Collectivistic cultures don’t know how to manage forming a single identity.—Dr. Shainna
For many, love means couples buying each other gifts, going out to expensive dinners, and making sure all of it is captured on Instagram for single people to see and spiral into self-loathing because no one “loves” them.
Sounds about right?
I’m Indo-Guyanese. I didn’t grow up in a very affectionate household, which is something I think a lot of us can relate to. For instance, I believe my parents acknowledged Valentine’s Day after we moved to the U.S. because it was a thing in school to share Valentine’s Day cards with everyone in your class. My mother always bought chocolate for me and my sisters. My father, after we were old enough to form the opinion that this is the holiday where husbands are supposed to give their wives presents and so we prompted him to, would buy my mother flowers and/or some other sort of small gift.
[Read Related: Self-Hatred to Self-Love: A Brown Girl’s Journey to Accepting Her Brown Skin]
The point is, I didn’t grow up thinking this was an incredibly significant holiday until high school and everyone somehow paired off specifically for this day and the halls were overcrowded with girls and their boyfriends’ gestures of “love” aka balloons. I, of course, never participated because I wasn’t allowed to date. I still didn’t completely understand it but I did think to myself, “great, yet another reason for me to not fit in.” My self-loathing was strong back then.

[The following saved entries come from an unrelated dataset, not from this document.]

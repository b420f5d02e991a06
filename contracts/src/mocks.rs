//! Deterministic test doubles for external venues (feature `mocks`).
//!
//! - `MockStakingAdapter`: holds staked iBGT and pays rewards set by the test
//! - `MockSwapAdapter`: swaps at fixed rates from its own inventory, pairs liquidity
//!   at a fixed ratio and takes LP tokens for staking
//! - `MockLiquidityPair`: minimal CEP-18 liquidity token exposing fixed reserves

use odra::prelude::*;
use odra::ContractRef;
use odra::casper_types::U256;
use crate::errors::ApiaryError;
use crate::interfaces::Cep18TokenContractRef;
use crate::math::{bps_of, BPS_SCALE, PRECISION};
use crate::types::LiquidityResult;

/// Staking venue double
#[odra::module]
pub struct MockStakingAdapter {
    /// Staked and reward token
    ibgt: Var<Address>,
    /// Principal staked per account
    staked: Mapping<Address, U256>,
    /// Rewards claimable per account
    pending: Mapping<Address, U256>,
    /// Withheld from every claim to simulate a short payout
    claim_shortfall: Var<U256>,
}

#[odra::module]
impl MockStakingAdapter {
    pub fn init(&mut self, ibgt: Address) {
        self.ibgt.set(ibgt);
        self.claim_shortfall.set(U256::zero());
    }

    pub fn stake(&mut self, amount: U256) {
        let caller = self.env().caller();
        let self_address = self.env().self_address();
        if !self.token().transfer_from(caller, self_address, amount) {
            self.env().revert(ApiaryError::TokenTransferFailed);
        }
        let staked = self.staked_of(caller);
        self.staked.set(&caller, staked + amount);
    }

    pub fn unstake(&mut self, amount: U256) {
        let caller = self.env().caller();
        let staked = self.staked_of(caller);
        if amount > staked {
            self.env().revert(ApiaryError::InsufficientTokenBalance);
        }
        self.staked.set(&caller, staked - amount);
        self.token().transfer(caller, amount);
    }

    pub fn claim_rewards(&mut self) -> U256 {
        let caller = self.env().caller();
        let pending = self.pending_rewards(caller);
        let payout = pending.saturating_sub(self.claim_shortfall.get().unwrap_or(U256::zero()));
        self.pending.set(&caller, U256::zero());
        if !payout.is_zero() {
            self.token().transfer(caller, payout);
        }
        payout
    }

    pub fn pending_rewards(&self, account: Address) -> U256 {
        self.pending.get(&account).unwrap_or(U256::zero())
    }

    pub fn staked_of(&self, account: Address) -> U256 {
        self.staked.get(&account).unwrap_or(U256::zero())
    }

    pub fn set_pending_rewards(&mut self, account: Address, amount: U256) {
        self.pending.set(&account, amount);
    }

    pub fn set_claim_shortfall(&mut self, amount: U256) {
        self.claim_shortfall.set(amount);
    }

    fn token(&self) -> Cep18TokenContractRef {
        let ibgt = self
            .ibgt
            .get()
            .unwrap_or_else(|| self.env().revert(ApiaryError::NotInitialized));
        Cep18TokenContractRef::new(self.env(), ibgt)
    }
}

/// Swap and liquidity venue double
#[odra::module]
pub struct MockSwapAdapter {
    /// Output per input unit (1e18) per (token_in, token_out)
    rates: Mapping<(Address, Address), U256>,
    /// Output shortfall against the quote, in bps
    execution_haircut_bps: Var<u32>,
    /// token_b paired per token_a (1e18)
    liquidity_ratio: Var<U256>,
    /// LP token handed out from inventory
    lp_token: Var<Address>,
    /// Return zero liquidity from `add_liquidity`
    fail_liquidity: Var<bool>,
    /// LP tokens staked per account
    staked_lp: Mapping<Address, U256>,
}

#[odra::module]
impl MockSwapAdapter {
    pub fn init(&mut self, lp_token: Address) {
        self.lp_token.set(lp_token);
        self.execution_haircut_bps.set(0);
        self.liquidity_ratio.set(U256::from(PRECISION));
        self.fail_liquidity.set(false);
    }

    pub fn get_amount_out(&self, token_in: Address, token_out: Address, amount_in: U256) -> U256 {
        let rate = self.rates.get(&(token_in, token_out)).unwrap_or(U256::zero());
        amount_in * rate / U256::from(PRECISION)
    }

    pub fn swap(&mut self, token_in: Address, token_out: Address, amount_in: U256, min_amount_out: U256) -> U256 {
        let quote = self.get_amount_out(token_in, token_out, amount_in);
        let haircut = self.execution_haircut_bps.get().unwrap_or(0);
        let amount_out = bps_of(quote, BPS_SCALE.saturating_sub(haircut));
        if amount_out < min_amount_out {
            self.env().revert(ApiaryError::SwapFailed);
        }

        let caller = self.env().caller();
        let self_address = self.env().self_address();
        if !Cep18TokenContractRef::new(self.env(), token_in).transfer_from(caller, self_address, amount_in) {
            self.env().revert(ApiaryError::TokenTransferFailed);
        }
        if !amount_out.is_zero() {
            Cep18TokenContractRef::new(self.env(), token_out).transfer(caller, amount_out);
        }
        amount_out
    }

    pub fn add_liquidity(
        &mut self,
        token_a: Address,
        token_b: Address,
        amount_a: U256,
        amount_b: U256,
        min_a: U256,
        min_b: U256,
    ) -> LiquidityResult {
        if self.fail_liquidity.get().unwrap_or(false) {
            return LiquidityResult::default();
        }

        let ratio = self.liquidity_ratio.get().unwrap_or(U256::from(PRECISION));
        let used_a = amount_a.min(amount_b * U256::from(PRECISION) / ratio);
        let used_b = used_a * ratio / U256::from(PRECISION);
        if used_a < min_a || used_b < min_b {
            self.env().revert(ApiaryError::LiquidityFailed);
        }

        let caller = self.env().caller();
        let self_address = self.env().self_address();
        Cep18TokenContractRef::new(self.env(), token_a).transfer_from(caller, self_address, used_a);
        Cep18TokenContractRef::new(self.env(), token_b).transfer_from(caller, self_address, used_b);

        let liquidity = (used_a * used_b).integer_sqrt();
        if !liquidity.is_zero() {
            Cep18TokenContractRef::new(self.env(), self.lp_address()).transfer(caller, liquidity);
        }

        LiquidityResult {
            used_a,
            used_b,
            liquidity,
        }
    }

    pub fn stake_lp(&mut self, lp_token: Address, amount: U256) -> U256 {
        let caller = self.env().caller();
        let self_address = self.env().self_address();
        if !Cep18TokenContractRef::new(self.env(), lp_token).transfer_from(caller, self_address, amount) {
            self.env().revert(ApiaryError::TokenTransferFailed);
        }
        let staked = self.staked_lp_of(caller);
        self.staked_lp.set(&caller, staked + amount);
        amount
    }

    pub fn staked_lp_of(&self, account: Address) -> U256 {
        self.staked_lp.get(&account).unwrap_or(U256::zero())
    }

    pub fn set_rate(&mut self, token_in: Address, token_out: Address, rate: U256) {
        self.rates.set(&(token_in, token_out), rate);
    }

    pub fn set_execution_haircut(&mut self, haircut_bps: u32) {
        self.execution_haircut_bps.set(haircut_bps);
    }

    pub fn set_liquidity_ratio(&mut self, ratio: U256) {
        self.liquidity_ratio.set(ratio);
    }

    pub fn set_fail_liquidity(&mut self, fail: bool) {
        self.fail_liquidity.set(fail);
    }

    fn lp_address(&self) -> Address {
        self.lp_token
            .get()
            .unwrap_or_else(|| self.env().revert(ApiaryError::NotInitialized))
    }
}

/// Liquidity token double with settable reserves
#[odra::module]
pub struct MockLiquidityPair {
    reserve0: Var<U256>,
    reserve1: Var<U256>,
    total_supply: Var<U256>,
    balances: Mapping<Address, U256>,
    allowances: Mapping<(Address, Address), U256>,
}

#[odra::module]
impl MockLiquidityPair {
    pub fn init(&mut self, reserve0: U256, reserve1: U256) {
        self.reserve0.set(reserve0);
        self.reserve1.set(reserve1);
        self.total_supply.set(U256::zero());
    }

    pub fn get_reserves(&self) -> (U256, U256) {
        (
            self.reserve0.get().unwrap_or(U256::zero()),
            self.reserve1.get().unwrap_or(U256::zero()),
        )
    }

    pub fn set_reserves(&mut self, reserve0: U256, reserve1: U256) {
        self.reserve0.set(reserve0);
        self.reserve1.set(reserve1);
    }

    /// Unrestricted mint for fixtures
    pub fn mint(&mut self, to: Address, amount: U256) {
        let balance = self.balance_of(to);
        self.balances.set(&to, balance + amount);
        let supply = self.total_supply();
        self.total_supply.set(supply + amount);
    }

    pub fn total_supply(&self) -> U256 {
        self.total_supply.get().unwrap_or(U256::zero())
    }

    pub fn balance_of(&self, account: Address) -> U256 {
        self.balances.get(&account).unwrap_or(U256::zero())
    }

    pub fn allowance(&self, owner: Address, spender: Address) -> U256 {
        self.allowances.get(&(owner, spender)).unwrap_or(U256::zero())
    }

    pub fn approve(&mut self, spender: Address, amount: U256) -> bool {
        let owner = self.env().caller();
        self.allowances.set(&(owner, spender), amount);
        true
    }

    pub fn transfer(&mut self, recipient: Address, amount: U256) -> bool {
        let sender = self.env().caller();
        self.move_balance(sender, recipient, amount);
        true
    }

    pub fn transfer_from(&mut self, owner: Address, recipient: Address, amount: U256) -> bool {
        let spender = self.env().caller();
        let allowance = self.allowance(owner, spender);
        if allowance < amount {
            self.env().revert(ApiaryError::InsufficientAllowance);
        }
        self.allowances.set(&(owner, spender), allowance - amount);
        self.move_balance(owner, recipient, amount);
        true
    }

    fn move_balance(&mut self, from: Address, to: Address, amount: U256) {
        let from_balance = self.balance_of(from);
        if from_balance < amount {
            self.env().revert(ApiaryError::InsufficientTokenBalance);
        }
        self.balances.set(&from, from_balance - amount);
        let to_balance = self.balance_of(to);
        self.balances.set(&to, to_balance + amount);
    }
}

As I got older and social media took hold of everyone’s lives I started to see things targeted at making single people feel terrible about themselves. Everything from ads to the captions in people’s posts made it seem like if you weren’t booed up by Valentine’s Day there was definitely something wrong with you. Then I saw the single girl retaliation (Galentine’s Day). The movement didn’t feel uplifting though. It felt like it was an us-against-them scenario and that didn’t feel right to me either. [I had started on my own self-love path at this point.] Couples should be allowed to celebrate and flaunt their celebration if they choose to. There’s no reason to send them hate. Likewise, single people should be allowed to want to celebrate and flaunt with the people they feel closest to as well.
In general and especially within the Indo-Caribbean community, singledom is not celebrated. Questions on why you aren’t married, why you can’t find someone, and on and on are especially triggering during the month of February. But why should it be? Why can’t we, as a community, celebrate self-love? Conversely, marriages are often seen as a final commitment that cannot be altered, no matter how abusive the people within the marriage are. So again, why can’t we, as a community, celebrate self-love, not just amongst single people, but amongst all of our people?
[Read Related: How I Chose Self-Love in the Face of Racism and Oppression]
I sat with Dr. Shainna, an Indo-Caribbean mental health therapist, educator, and advocate, based in Florida, to discuss this topic. Dr. Shainna works as a therapist within a private practice, runs a blog via Psychology Today, and has published a workbook entitled The Self-Love Workbook. Her areas of research and practice have included identity and culture, and how the two affect our mental health.
She notes that in collectivist cultures self-love is seen as narcissistic because the community does not know how to manage individual members of the community forming a single identity.
To break this mindset she first asks, “How do you define self-love?” It’s important to remember that there is no single, all-encompassing definition of self-love because self-love is multifaceted and different for different people.
Delving further, to shape self-love within a collectivist paradigm, Dr. Shainna recommends that you ask yourself the following, “What if you invested in yourself so you can be a better [sibling, parent, spouse, etc.]?” “What if you treat yourself with the same respect as you would your [sibling, parent, spouse, etc.]?” It’s a matter of using terms members of the community understand, which is something she emphasizes in her workbook.
So if it’s Valentine’s Day or simply just another day of the single interrogation, remember to practice self-love, as defined by you. Also just as important, remember self-love isn’t a “single person thing,” it’s an everyone thing because we all need it in order to try to be better versions of ourselves.